[Collected data]
++++++++
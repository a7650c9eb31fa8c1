//! Signals shared between exchange objects and the engine.
//!
//! Every engine variable an object reads or writes is described once per building by a
//! [`SignalDescriptor`]. Outputs and parameters declared by several objects share one descriptor
//! and keep a use count; an input has exactly one writer.

use crate::{
    arena::{Arena, Index},
    Error,
};

#[derive(Debug, Clone, Copy, PartialEq, Eq, Hash)]
pub enum Direction {
    /// Read once, while the building is initializing.
    Parameter,
    /// Written by the host on every exchange.
    Input,
    /// Read on every exchange.
    Output,
}

impl std::fmt::Display for Direction {
    fn fmt(&self, f: &mut std::fmt::Formatter<'_>) -> std::fmt::Result {
        match self {
            Direction::Parameter => write!(f, "parameter"),
            Direction::Input => write!(f, "input"),
            Direction::Output => write!(f, "output"),
        }
    }
}

/// Engine unit and its conversion to SI: `si = factor * value + offset`.
#[derive(Debug, Clone, PartialEq)]
pub struct Unit {
    pub name: String,
    pub factor: f64,
    pub offset: f64,
}

impl Unit {
    pub fn to_si(&self, value: f64) -> f64 {
        self.factor * value + self.offset
    }

    pub fn from_si(&self, value: f64) -> f64 {
        (value - self.offset) / self.factor
    }
}

/// A signal as declared by an exchange object.
#[derive(Debug, Clone, PartialEq)]
pub struct SignalSpec {
    /// Signal name. Unless the spec is [`global`](SignalSpec::global), the engine variable is
    /// named `<engine object>_<name>`.
    pub name: String,
    /// Unit the host expects the value in, for reporting.
    pub host_unit: Option<String>,
    global: bool,
}

impl SignalSpec {
    pub fn new(name: impl Into<String>) -> Self {
        Self {
            name: name.into(),
            host_unit: None,
            global: false,
        }
    }

    /// A signal whose engine variable is named exactly `name`.
    pub fn global(name: impl Into<String>) -> Self {
        Self {
            global: true,
            ..Self::new(name)
        }
    }

    pub fn with_unit(mut self, unit: impl Into<String>) -> Self {
        self.host_unit = Some(unit.into());
        self
    }

    /// Name of the engine variable this signal maps to.
    pub fn engine_name(&self, engine_object: &str) -> String {
        if self.global || engine_object.is_empty() {
            self.name.clone()
        } else {
            format!("{engine_object}_{}", self.name)
        }
    }
}

/// Building-wide record of one engine variable.
#[derive(Debug)]
pub struct SignalDescriptor {
    name: String,
    direction: Direction,
    declared_by: String,
    host_unit: Option<String>,
    value_reference: Option<u32>,
    unit: Option<Unit>,
    /// Last value written or read, in SI.
    value: Option<f64>,
    /// State epoch `value` was read at. Only meaningful for parameters and outputs.
    fresh_at: Option<u64>,
    uses: usize,
}

impl SignalDescriptor {
    pub fn name(&self) -> &str {
        &self.name
    }

    pub fn direction(&self) -> Direction {
        self.direction
    }

    /// Exchange object that first declared the signal.
    pub fn declared_by(&self) -> &str {
        &self.declared_by
    }

    pub fn host_unit(&self) -> Option<&str> {
        self.host_unit.as_deref()
    }

    /// Engine identifier, available once the building has resolved its signals.
    pub fn value_reference(&self) -> Result<u32, Error> {
        self.value_reference.ok_or_else(|| Error::Unresolved {
            signal: self.name.clone(),
        })
    }

    pub fn unit(&self) -> Option<&Unit> {
        self.unit.as_ref()
    }

    pub fn value(&self) -> Option<f64> {
        self.value
    }

    /// Number of exchange objects referring to this signal.
    pub fn uses(&self) -> usize {
        self.uses
    }

    pub(crate) fn resolve(&mut self, value_reference: u32, unit: Option<Unit>) {
        self.value_reference = Some(value_reference);
        self.unit = unit;
    }

    pub(crate) fn is_fresh(&self, epoch: u64) -> bool {
        self.fresh_at == Some(epoch)
    }

    /// Store a value received from the engine, converted to SI.
    pub(crate) fn record_read(&mut self, raw: f64, epoch: u64) -> f64 {
        let value = self.unit.as_ref().map_or(raw, |unit| unit.to_si(raw));
        self.value = Some(value);
        self.fresh_at = Some(epoch);
        value
    }

    /// Store a value sent by the host and return it in engine units.
    pub(crate) fn record_write(&mut self, value: f64) -> f64 {
        self.value = Some(value);
        self.unit.as_ref().map_or(value, |unit| unit.from_si(value))
    }
}

/// Identifier of a descriptor within its building.
pub type SignalId = Index;

/// The descriptors of one building.
#[derive(Debug, Default)]
pub struct SignalTable {
    signals: Arena<SignalDescriptor>,
}

impl SignalTable {
    pub fn len(&self) -> usize {
        self.signals.len()
    }

    pub fn is_empty(&self) -> bool {
        self.signals.is_empty()
    }

    pub fn get(&self, id: SignalId) -> Option<&SignalDescriptor> {
        self.signals.get(id)
    }

    pub(crate) fn get_mut(&mut self, id: SignalId) -> Option<&mut SignalDescriptor> {
        self.signals.get_mut(id)
    }

    pub fn find(&self, name: &str, direction: Direction) -> Option<(SignalId, &SignalDescriptor)> {
        self.signals
            .iter()
            .find(|(_, signal)| signal.name == name && signal.direction == direction)
    }

    pub fn iter(&self) -> impl Iterator<Item = (SignalId, &SignalDescriptor)> {
        self.signals.iter()
    }

    pub(crate) fn descriptors_mut(&mut self) -> impl Iterator<Item = &mut SignalDescriptor> {
        self.signals.values_mut()
    }

    /// Fail if `name` can not be declared by `object`. Only inputs are exclusive.
    pub(crate) fn check_declare(
        &self,
        name: &str,
        direction: Direction,
        object: &str,
    ) -> Result<(), String> {
        match self.find(name, direction) {
            Some((_, existing)) if direction == Direction::Input => Err(format!(
                "input '{name}' of '{object}' is already written by '{}'",
                existing.declared_by
            )),
            _ => Ok(()),
        }
    }

    /// Declare a signal, sharing an existing descriptor for parameters and outputs.
    pub(crate) fn declare(
        &mut self,
        name: String,
        direction: Direction,
        object: &str,
        host_unit: Option<String>,
    ) -> SignalId {
        if let Some((id, _)) = self.find(&name, direction) {
            if let Some(signal) = self.signals.get_mut(id) {
                signal.uses += 1;
            }
            return id;
        }
        self.signals.insert(SignalDescriptor {
            name,
            direction,
            declared_by: object.to_owned(),
            host_unit,
            value_reference: None,
            unit: None,
            value: None,
            fresh_at: None,
            uses: 1,
        })
    }

    /// Drop one use of a descriptor, removing it with the last.
    pub(crate) fn release(&mut self, id: SignalId) {
        let remove = match self.signals.get_mut(id) {
            Some(signal) => {
                signal.uses -= 1;
                signal.uses == 0
            }
            None => false,
        };
        if remove {
            self.signals.remove(id);
        }
    }
}
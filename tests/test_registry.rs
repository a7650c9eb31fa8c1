//! Test building and object bookkeeping of the registry.

mod common;

use common::{script_for_zones, zone, CountingGenerator, Fixture, ScriptedLoader};
use rstest::rstest;
use spawn::{Direction, Error, ObjectKind, ObjectSpec, Registry, SignalSpec};

fn registry_for(zones: &[&str]) -> (Registry, ScriptedLoader, CountingGenerator) {
    let loader = ScriptedLoader::new(script_for_zones(zones));
    let generator = CountingGenerator::default();
    let registry = Registry::new(loader.clone(), generator.clone());
    (registry, loader, generator)
}

#[rstest]
#[case(1)]
#[case(2)]
#[case(7)]
fn one_engine_per_building(#[case] objects: usize) {
    let fixture = Fixture::new();
    let names: Vec<String> = (0..objects).map(|i| format!("Zone{i}")).collect();
    let zones: Vec<&str> = names.iter().map(String::as_str).collect();
    let (mut registry, loader, generator) = registry_for(&zones);

    let config = fixture.config("bui");
    let handles: Vec<_> = zones
        .iter()
        .map(|z| registry.allocate(&config, zone(&format!("bui.{z}"), z)).unwrap())
        .collect();

    assert_eq!(registry.building_count(), 1);
    assert_eq!(registry.object_count(), objects);
    assert_eq!(registry.find_building("bui").unwrap().object_count(), objects);
    assert_eq!(
        registry.find_building("bui").unwrap().signals().len(),
        3 * objects
    );

    for handle in &handles {
        registry.instantiate(*handle).unwrap();
    }
    assert_eq!(loader.loads.get(), 1);
    assert_eq!(generator.runs.get(), 1);
}

#[test]
fn buildings_are_keyed_by_name() {
    let fixture = Fixture::new();
    let (mut registry, loader, _) = registry_for(&["Core_ZN"]);

    let a = registry
        .allocate(&fixture.config("bui1"), zone("bui1.zon", "Core_ZN"))
        .unwrap();
    let b = registry
        .allocate(&fixture.config("bui2"), zone("bui2.zon", "Core_ZN"))
        .unwrap();
    assert_eq!(registry.building_count(), 2);
    assert_ne!(
        registry.building(a).unwrap().name(),
        registry.building(b).unwrap().name()
    );

    registry.instantiate(a).unwrap();
    registry.instantiate(b).unwrap();
    assert_eq!(loader.loads.get(), 2);
}

#[test]
fn reallocation_returns_same_handle() {
    let fixture = Fixture::new();
    let (mut registry, _, _) = registry_for(&["Core_ZN"]);
    let config = fixture.config("bui");

    let first = registry.allocate(&config, zone("bui.zon", "Core_ZN")).unwrap();
    let second = registry.allocate(&config, zone("bui.zon", "Core_ZN")).unwrap();
    assert_eq!(first, second);
    assert_eq!(registry.object(first).unwrap().allocations(), 2);
    assert_eq!(registry.object_count(), 1);

    registry.free(first);
    assert!(registry.object(first).is_some());
    assert_eq!(registry.building_count(), 1);

    registry.free(second);
    assert!(registry.object(first).is_none());
    assert_eq!(registry.building_count(), 0);

    // Stale handles are ignored.
    registry.free(first);
    assert_eq!(registry.object_count(), 0);
}

#[test]
fn release_keeps_building_until_last_object() {
    let fixture = Fixture::new();
    let (mut registry, _, _) = registry_for(&["Z1", "Z2"]);
    let config = fixture.config("bui");

    let z1 = registry.allocate(&config, zone("bui.z1", "Z1")).unwrap();
    let z2 = registry.allocate(&config, zone("bui.z2", "Z2")).unwrap();

    registry.free(z1);
    assert_eq!(registry.building_count(), 1);
    assert_eq!(registry.find_building("bui").unwrap().object_count(), 1);
    assert_eq!(registry.find_building("bui").unwrap().signals().len(), 3);

    registry.free(z2);
    assert_eq!(registry.building_count(), 0);
    assert!(matches!(registry.instantiate(z2), Err(Error::StaleHandle)));
}

#[test]
fn duplicate_zone_is_rejected() {
    let fixture = Fixture::new();
    let (mut registry, _, _) = registry_for(&["Core_ZN"]);
    let config = fixture.config("bui");

    registry.allocate(&config, zone("bui.zon1", "Core_ZN")).unwrap();
    let err = registry
        .allocate(&config, zone("bui.zon2", "Core_ZN"))
        .unwrap_err();
    let message = err.to_string();
    assert!(matches!(err, Error::Config { .. }));
    assert!(message.contains("bui.zon1") && message.contains("bui.zon2"), "{message}");
    assert_eq!(registry.object_count(), 1);
}

#[test]
fn output_variables_are_shared() {
    let fixture = Fixture::new();
    let (mut registry, _, _) = registry_for(&[]);
    let config = fixture.config("bui");

    let output = |name: &str| {
        ObjectSpec::new(name, ObjectKind::OutputVariable, "")
            .with_key_value("name", "Site Outdoor Air Drybulb Temperature")
            .with_key_value("key", "Environment")
            .with_outputs([SignalSpec::global("EnvironmentSiteOutdoorAirDrybulbTemperature")])
    };
    let a = registry.allocate(&config, output("bui.out1")).unwrap();
    registry.allocate(&config, output("bui.out2")).unwrap();

    let building = registry.building(a).unwrap();
    assert_eq!(building.signals().len(), 1);
    let (_, signal) = building
        .signals()
        .find("EnvironmentSiteOutdoorAirDrybulbTemperature", Direction::Output)
        .unwrap();
    assert_eq!(signal.uses(), 2);
    assert_eq!(signal.declared_by(), "bui.out1");
}

#[test]
fn second_writer_of_an_input_is_rejected() {
    let fixture = Fixture::new();
    let (mut registry, _, _) = registry_for(&[]);
    let config = fixture.config("bui");

    let actuator = |name: &str, component: &str| {
        ObjectSpec::new(name, ObjectKind::Actuator, "shade")
            .with_key_value("component", component)
            .with_inputs([SignalSpec::new("u")])
    };
    registry.allocate(&config, actuator("bui.act1", "Window 1")).unwrap();
    let err = registry
        .allocate(&config, actuator("bui.act2", "Window 2"))
        .unwrap_err();
    assert!(err.to_string().contains("shade_u"), "{err}");
}

#[test]
fn inconsistent_building_declaration() {
    let fixture = Fixture::new();
    let (mut registry, _, _) = registry_for(&["Z1", "Z2"]);

    registry
        .allocate(&fixture.config("bui"), zone("bui.z1", "Z1"))
        .unwrap();

    let other_weather = fixture.dir.path().join("other.mos");
    std::fs::write(&other_weather, "#1").unwrap();
    let mut config = fixture.config("bui");
    config.weather = other_weather;
    let err = registry.allocate(&config, zone("bui.z2", "Z2")).unwrap_err();
    assert!(err.to_string().contains("weather"), "{err}");
}

#[test]
fn invalid_configuration_creates_nothing() {
    let fixture = Fixture::new();
    let (mut registry, _, _) = registry_for(&["Z1"]);

    let err = registry
        .allocate(&fixture.config("bui").with_start_time(-10.0), zone("bui.z1", "Z1"))
        .unwrap_err();
    assert!(matches!(err, Error::Config { .. }));
    assert_eq!(registry.building_count(), 0);
    assert_eq!(registry.object_count(), 0);
}

#[test]
fn no_objects_after_instantiation() {
    let fixture = Fixture::new();
    let (mut registry, _, _) = registry_for(&["Z1", "Z2"]);
    let config = fixture.config("bui");

    let z1 = registry.allocate(&config, zone("bui.z1", "Z1")).unwrap();
    registry.instantiate(z1).unwrap();
    let err = registry.allocate(&config, zone("bui.z2", "Z2")).unwrap_err();
    assert!(matches!(err, Error::Config { .. }), "{err}");
}

#[test]
fn signals_are_unresolved_before_instantiation() {
    let fixture = Fixture::new();
    let (mut registry, _, _) = registry_for(&["Core_ZN"]);
    let handle = registry
        .allocate(&fixture.config("bui"), zone("bui.zon", "Core_ZN"))
        .unwrap();

    let err = {
        let building = registry.building(handle).unwrap();
        let (_, signal) = building
            .signals()
            .find("Core_ZN_T", Direction::Input)
            .unwrap();
        signal.value_reference().unwrap_err()
    };
    assert!(matches!(err, Error::Unresolved { ref signal } if signal == "Core_ZN_T"));

    registry.instantiate(handle).unwrap();
    let building = registry.building(handle).unwrap();
    let (_, signal) = building
        .signals()
        .find("Core_ZN_T", Direction::Input)
        .unwrap();
    assert_eq!(signal.value_reference().unwrap(), 1);
}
++++++++
## Exercise brief:
Within the data, how many lines hold the string "Store"? Answer with the number and nothing more.

## Finished task:
2